Records for the task >>

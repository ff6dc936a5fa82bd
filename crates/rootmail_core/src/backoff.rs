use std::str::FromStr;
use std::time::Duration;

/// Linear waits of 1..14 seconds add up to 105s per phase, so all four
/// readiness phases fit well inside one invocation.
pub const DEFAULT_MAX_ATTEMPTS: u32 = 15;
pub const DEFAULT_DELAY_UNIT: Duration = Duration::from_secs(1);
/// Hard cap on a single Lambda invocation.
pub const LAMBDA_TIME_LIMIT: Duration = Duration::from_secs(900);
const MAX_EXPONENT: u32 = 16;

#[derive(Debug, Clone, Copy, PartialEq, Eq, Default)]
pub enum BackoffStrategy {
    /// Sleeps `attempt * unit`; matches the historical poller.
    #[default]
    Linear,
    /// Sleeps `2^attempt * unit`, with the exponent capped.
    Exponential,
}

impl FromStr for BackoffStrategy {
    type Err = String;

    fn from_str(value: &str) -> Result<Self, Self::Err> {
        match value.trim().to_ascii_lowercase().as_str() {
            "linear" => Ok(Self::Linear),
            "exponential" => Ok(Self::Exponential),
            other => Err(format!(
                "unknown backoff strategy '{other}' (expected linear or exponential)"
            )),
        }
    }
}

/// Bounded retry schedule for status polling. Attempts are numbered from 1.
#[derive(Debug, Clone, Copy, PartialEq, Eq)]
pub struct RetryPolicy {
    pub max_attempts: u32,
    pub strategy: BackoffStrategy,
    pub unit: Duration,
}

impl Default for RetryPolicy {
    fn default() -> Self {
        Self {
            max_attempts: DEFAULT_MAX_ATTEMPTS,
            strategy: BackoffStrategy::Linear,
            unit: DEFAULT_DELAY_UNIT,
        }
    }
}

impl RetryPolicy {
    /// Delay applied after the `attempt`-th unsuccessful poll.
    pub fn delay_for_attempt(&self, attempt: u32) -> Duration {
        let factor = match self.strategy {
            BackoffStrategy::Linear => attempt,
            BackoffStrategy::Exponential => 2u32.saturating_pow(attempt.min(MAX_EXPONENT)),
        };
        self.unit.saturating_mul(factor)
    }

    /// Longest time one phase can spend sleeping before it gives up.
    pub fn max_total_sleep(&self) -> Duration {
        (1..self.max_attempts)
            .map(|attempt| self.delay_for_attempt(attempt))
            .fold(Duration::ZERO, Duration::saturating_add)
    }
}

Work to complete >> An exact copy of every record above is required.

Your response >>
repository ff6dc936a5fa82bd
filename crates/rootmail_core/src/backoff.rs
use std::str::FromStr;
use std::time::Duration;

/// Linear waits of 1..14 seconds add up to 105s per phase, so all four
/// readiness phases fit well inside one invocation.
pub const DEFAULT_MAX_ATTEMPTS: u32 = 15;
pub const DEFAULT_DELAY_UNIT: Duration = Duration::from_secs(1);
/// Hard cap on a single Lambda invocation.
pub const LAMBDA_TIME_LIMIT: Duration = Duration::from_secs(900);
const MAX_EXPONENT: u32 = 16;

#[derive(Debug, Clone, Copy, PartialEq, Eq, Default)]
pub enum BackoffStrategy {
    /// Sleeps `attempt * unit`; matches the historical poller.
    #[default]
    Linear,
    /// Sleeps `2^attempt * unit`, with the exponent capped.
    Exponential,
}

impl FromStr for BackoffStrategy {
    type Err = String;

    fn from_str(value: &str) -> Result<Self, Self::Err> {
        match value.trim().to_ascii_lowercase().as_str() {
            "linear" => Ok(Self::Linear),
            "exponential" => Ok(Self::Exponential),
            other => Err(format!(
                "unknown backoff strategy '{other}' (expected linear or exponential)"
            )),
        }
    }
}

/// Bounded retry schedule for status polling. Attempts are numbered from 1.
#[derive(Debug, Clone, Copy, PartialEq, Eq)]
pub struct RetryPolicy {
    pub max_attempts: u32,
    pub strategy: BackoffStrategy,
    pub unit: Duration,
}

impl Default for RetryPolicy {
    fn default() -> Self {
        Self {
            max_attempts: DEFAULT_MAX_ATTEMPTS,
            strategy: BackoffStrategy::Linear,
            unit: DEFAULT_DELAY_UNIT,
        }
    }
}

impl RetryPolicy {
    /// Delay applied after the `attempt`-th unsuccessful poll.
    pub fn delay_for_attempt(&self, attempt: u32) -> Duration {
        let factor = match self.strategy {
            BackoffStrategy::Linear => attempt,
            BackoffStrategy::Exponential => 2u32.saturating_pow(attempt.min(MAX_EXPONENT)),
        };
        self.unit.saturating_mul(factor)
    }

    /// Longest time one phase can spend sleeping before it gives up.
    pub fn max_total_sleep(&self) -> Duration {
        (1..self.max_attempts)
            .map(|attempt| self.delay_for_attempt(attempt))
            .fold(Duration::ZERO, Duration::saturating_add)
    }
}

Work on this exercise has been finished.